Desafios para a diminuição dos índices de evasão universitária no Brasil
Enviada em 12/07/2020
Consoante a pesquisa do MEC (Ministério da Educação), a quantidade de matrículas nas universidades tem aumentado gradativamente, no entanto a média de evasão universitária é de 21% no Brasil. Ao analisar a situação, a base que se extrai como fonte do problema, está diretamente relacionado com as condições sociais e governamentais que estão expostas aos estudantes visando o abandono antes de concluir curso acadêmico.
Atenuando um dos desafios que abrange na desaplicação do educando no curso das faculdades, é a falta de domínio dos conteúdos básicos no processo de formação na escolaridade pública, que dificulta o aprofundamento e desenvolvimento da aprendizagem do curso. Ao ingressarem, não conseguem acompanhar porquê suas formações anteriores não foram suficientes e adequadas, e estão submetidos pelo despreparo e suas perspectivas se tornam contrárias, tendo em mente não dar prosseguimento para completarem a graduação. É de total importância incluir aqueles que são portadores de alguma deficiência e estão desprovidos de acessos ás necessidades especiais, que são escassas em determinadas faculdades.
Seguindo essa linha de raciocínio, leva-se em consideração os aspectos socioeconômicos de cada indivíduo, que o toma como consequência abandonar a universidade, em outras palavras pode-se dizer que a classe social é um dos meios de impedimento por altos gastos, de modo que haja preferência por outro curso que seja menos desgastante ou até mesmo enjeitar a continuar, em adição a adoção pelo método EAD (Educação a distância) que acaba sobrecarregando pela indisponibilidade de tempo, assim, levando a desistência do curso, como também a dificuldade em conciliar o trabalho com os estudos, uma vez que é preciso de um complemento para renda familiar.

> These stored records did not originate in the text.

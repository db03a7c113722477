//! Newtype IDs for type-safe entity references.
//!
//! Use the `define_id!` macro to create type-safe ID wrappers that prevent
//! accidentally mixing IDs from different entity types. Storefront IDs are
//! opaque strings supplied by whoever owns the product catalog.

/// Macro to define a type-safe ID wrapper.
///
/// Creates a newtype wrapper around `String` with:
/// - `Serialize`/`Deserialize` with `#[serde(transparent)]`
/// - `Debug`, `Clone`, `PartialEq`, `Eq`, `Hash`, `PartialOrd`, `Ord`
/// - Conversion methods: `new()`, `as_str()`, `into_inner()`
/// - `From<&str>` and `From<String>` implementations
///
/// # Example
///
/// ```rust
/// # use vitrine_core::define_id;
/// define_id!(SkuId);
/// define_id!(BundleId);
///
/// let sku = SkuId::new("p-1");
/// let bundle = BundleId::new("p-1");
/// assert_eq!(sku.as_str(), bundle.as_str());
///
/// // These are different types, so this won't compile:
/// // let _: SkuId = bundle;
/// ```
#[macro_export]
macro_rules! define_id {
    ($name:ident) => {
        #[derive(
            Debug,
            Clone,
            PartialEq,
            Eq,
            Hash,
            PartialOrd,
            Ord,
            ::serde::Serialize,
            ::serde::Deserialize
        )]
        #[serde(transparent)]
        pub struct $name(String);

        impl $name {
            /// Create a new ID from anything string-like.
            #[must_use]
            pub fn new(id: impl Into<String>) -> Self {
                Self(id.into())
            }

            /// Get the underlying string value.
            #[must_use]
            pub fn as_str(&self) -> &str {
                &self.0
            }

            /// Consume the ID and return the inner string.
            #[must_use]
            pub fn into_inner(self) -> String {
                self.0
            }
        }

        impl ::core::fmt::Display for $name {
            fn fmt(&self, f: &mut ::core::fmt::Formatter<'_>) -> ::core::fmt::Result {
                f.write_str(&self.0)
            }
        }

        impl From<&str> for $name {
            fn from(id: &str) -> Self {
                Self(id.to_owned())
            }
        }

        impl From<String> for $name {
            fn from(id: String) -> Self {
                Self(id)
            }
        }

        impl AsRef<str> for $name {
            fn as_ref(&self) -> &str {
                &self.0
            }
        }
    };
}

// Define standard entity IDs
define_id!(ProductId);
define_id!(AddressId);

#[cfg(test)]
#[allow(clippy::unwrap_used)]
mod tests {
    use super::*;

    #[test]
    fn test_id_display_and_conversions() {
        let id = ProductId::from("p-1");
        assert_eq!(id.to_string(), "p-1");
        assert_eq!(id.as_str(), "p-1");
        assert_eq!(ProductId::new(String::from("p-1")), id);
        assert_eq!(id.into_inner(), "p-1");
    }

    #[test]
    fn test_id_serializes_transparently() {
        let id = AddressId::new("addr-1");
        let json = serde_json::to_string(&id).unwrap();
        assert_eq!(json, "\"addr-1\"");

        let parsed: AddressId = serde_json::from_str("\"addr-2\"").unwrap();
        assert_eq!(parsed.as_str(), "addr-2");
    }
}
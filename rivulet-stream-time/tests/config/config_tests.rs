// Copyright 2025 Umberto Gotti <umberto.gotti@umbertogotti.dev>
// Licensed under the Apache License, Version 2.0
// http://www.apache.org/licenses/LICENSE-2.0

use rivulet_core::RivuletError;
use rivulet_stream_time::DebounceConfig;
use std::time::Duration;

#[test]
fn test_config_from_millis() {
    let config = DebounceConfig::from_millis(250);
    assert_eq!(config.window(), Duration::from_millis(250));
}

#[test]
fn test_config_from_duration() {
    let config: DebounceConfig = Duration::from_secs(2).into();
    assert_eq!(config, DebounceConfig::new(Duration::from_secs(2)));
}

#[test]
fn test_config_accepts_zero_window() -> anyhow::Result<()> {
    let config = DebounceConfig::try_from_millis(0)?;
    assert_eq!(config.window(), Duration::ZERO);
    Ok(())
}

#[test]
fn test_config_rejects_negative_millis() {
    let err = DebounceConfig::try_from_millis(-5).unwrap_err();

    assert!(matches!(err, RivuletError::InvalidArgument { .. }));
    assert!(err.to_string().contains("-5ms"));
}

#[test]
fn test_config_from_fractional_millis() -> anyhow::Result<()> {
    let config = DebounceConfig::try_from_millis_f64(1.5)?;
    assert_eq!(config.window(), Duration::from_micros(1500));
    Ok(())
}

#[test]
fn test_config_rejects_invalid_fractional_windows() {
    for ms in [-1.0, f64::NAN, f64::INFINITY] {
        let err = DebounceConfig::try_from_millis_f64(ms).unwrap_err();
        assert!(
            matches!(err, RivuletError::InvalidArgument { .. }),
            "expected InvalidArgument for {ms}"
        );
    }
}

#[test]
fn test_config_rejects_negative_seconds() {
    let err = DebounceConfig::try_from_secs_f64(-0.5).unwrap_err();
    assert!(err.is_misuse());
}
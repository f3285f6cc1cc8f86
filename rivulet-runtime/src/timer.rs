// Copyright 2025 Umberto Gotti <umberto.gotti@umbertogotti.dev>
// Licensed under the Apache License, Version 2.0
// http://www.apache.org/licenses/LICENSE-2.0

use core::fmt::Debug;
use core::future::Future;
use core::ops::Sub;
use core::time::Duration;

/// Clock for poll-based stages.
///
/// A stage holds at most one sleep per cooldown window and polls it from `poll_next`
/// before looking at its source.
pub trait Timer: Clone + Send + Sync + Debug + 'static {
    /// Completes once the requested duration has elapsed. Inert until polled.
    type Sleep: Future<Output = ()> + Send;

    /// Point in time on this timer's clock; subtracting two gives the time between them.
    type Instant: Copy + Debug + Ord + Send + Sync + Sub<Output = Duration>;

    fn sleep_future(&self, duration: Duration) -> Self::Sleep;

    fn now(&self) -> Self::Instant;
}
// Copyright 2025 Umberto Gotti <umberto.gotti@umbertogotti.dev>
// Licensed under the Apache License, Version 2.0
// http://www.apache.org/licenses/LICENSE-2.0

//! Extension methods turning channel receivers into rivulet sources.

use core::pin::Pin;
use futures::{Stream, StreamExt};
use rivulet_core::StreamItem;
use tokio::sync::mpsc;
use tokio_stream::wrappers::UnboundedReceiverStream;

/// Converts a channel receiver into a `Stream<Item = StreamItem<T>>`.
///
/// Every received value is wrapped in [`StreamItem::Value`]; the stream ends when all senders
/// are dropped. The returned streams are always `Unpin`, so they can be polled through `&mut`
/// and the debounced stream built on them is `Unpin` as well.
///
/// # Examples
///
/// ```rust
/// use rivulet::prelude::*;
/// use futures::StreamExt;
///
/// # futures::executor::block_on(async {
/// let (tx, rx) = async_channel::unbounded::<&str>();
/// tx.try_send("ping").unwrap();
/// drop(tx);
///
/// let items: Vec<_> = rx.into_rivulet_stream().map(StreamItem::unwrap).collect().await;
/// assert_eq!(items, vec!["ping"]);
/// # });
/// ```
pub trait IntoRivuletStream<T> {
    type Stream: Stream<Item = StreamItem<T>> + Unpin;

    fn into_rivulet_stream(self) -> Self::Stream;
}

impl<T> IntoRivuletStream<T> for mpsc::UnboundedReceiver<T> {
    type Stream = futures::stream::Map<UnboundedReceiverStream<T>, fn(T) -> StreamItem<T>>;

    fn into_rivulet_stream(self) -> Self::Stream {
        UnboundedReceiverStream::new(self).map(StreamItem::Value as fn(T) -> StreamItem<T>)
    }
}

/// `async_channel::Receiver` is `!Unpin`, so it is boxed.
impl<T> IntoRivuletStream<T> for async_channel::Receiver<T> {
    type Stream = Pin<Box<futures::stream::Map<async_channel::Receiver<T>, fn(T) -> StreamItem<T>>>>;

    fn into_rivulet_stream(self) -> Self::Stream {
        Box::pin(self.map(StreamItem::Value as fn(T) -> StreamItem<T>))
    }
}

Visando mitigar o problema abordado é preciso maior regulamentação do ensino público através de projetos e investimentos na educação, para que a prática de estudos se adequem melhor no engajamento no ensino superior, como também usar medidas governamentais a fim de combater a desigualdade de poder aquisitivo, com uma distribuição de renda para que todos consigam estabilizar-se com uma rotina de estudos propícia, e é preciso que o governo invista em pesquisas para atinar as causas do problema com intenção de anulá-lo.